EXERCISE BRIEF
Below are records; reproduce exactly the lines from the one that has "a new command" through the one that has "and is refused.", ends included, and nothing more.

[Start of Attachment]

//! Core data types flowing through the command pipeline.
//!
//! - [`RawFrame`]: one fixed-size unit read off the stream
//! - [`Command`]: decoded `(steering, throttle)` pair, nominally in [-1, 1]
//! - [`ActuatorSignal`]: mapped values ready for the actuator sinks

use crate::error::{Error, Result};

/// Size of one command on the wire: two big-endian f64 values
pub const FRAME_LEN: usize = 16;

/// Exactly one frame of wire bytes
pub type RawFrame = [u8; FRAME_LEN];

/// Decoded drive command
#[derive(Debug, Clone, Copy, PartialEq)]
pub struct Command {
    /// Steering input, -1.0 (full left) .. 1.0 (full right)
    pub steering: f64,
    /// Throttle input, -1.0 (full reverse) .. 1.0 (full forward)
    pub throttle: f64,
}

impl Command {
    /// Create a new command
    pub fn new(steering: f64, throttle: f64) -> Self {
        Self { steering, throttle }
    }

    /// Reject values that cannot be clamped into a meaningful output.
    ///
    /// Infinities clamp to the range ends; NaN has no ordering and is refused.
    pub fn validate(self) -> Result<Self> {
        if self.steering.is_nan() {
            return Err(Error::InvalidCommand("steering is NaN".to_string()));
        }
        if self.throttle.is_nan() {
            return Err(Error::InvalidCommand("throttle is NaN".to_string()));
        }
        Ok(self)
    }
}

/// Output values for the actuator sinks
#[derive(Debug, Clone, Copy, PartialEq)]
pub struct ActuatorSignal {
    /// Steering servo angle in degrees
    pub steering_angle_deg: f64,
    /// Normalized drive value, -1.0 .. 1.0
    pub throttle: f64,
}

impl ActuatorSignal {
    /// Wheels centered, motor stopped
    pub const NEUTRAL: ActuatorSignal = ActuatorSignal {
        steering_angle_deg: 90.0,
        throttle: 0.0,
    };
}

#[cfg(test)]
mod tests {
    use super::*;

    #[test]
    fn test_validate_accepts_finite_and_infinite() {
        assert!(Command::new(0.5, -0.3).validate().is_ok());
        assert!(Command::new(f64::INFINITY, f64::NEG_INFINITY).validate().is_ok());
    }

    #[test]
    fn test_validate_rejects_nan() {
        let err = Command::new(f64::NAN, 0.0).validate().unwrap_err();
        assert!(matches!(err, Error::InvalidCommand(_)));
        let err = Command::new(0.0, f64::NAN).validate().unwrap_err();
        assert!(err.to_string().contains("throttle"));
    }
}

[End of Attachment]

TASK RESPONSE
    /// Create a new command
    pub fn new(steering: f64, throttle: f64) -> Self {
        Self { steering, throttle }
    }

    /// Reject values that cannot be clamped into a meaningful output.
    ///
    /// Infinities clamp to the range ends; NaN has no ordering and is refused.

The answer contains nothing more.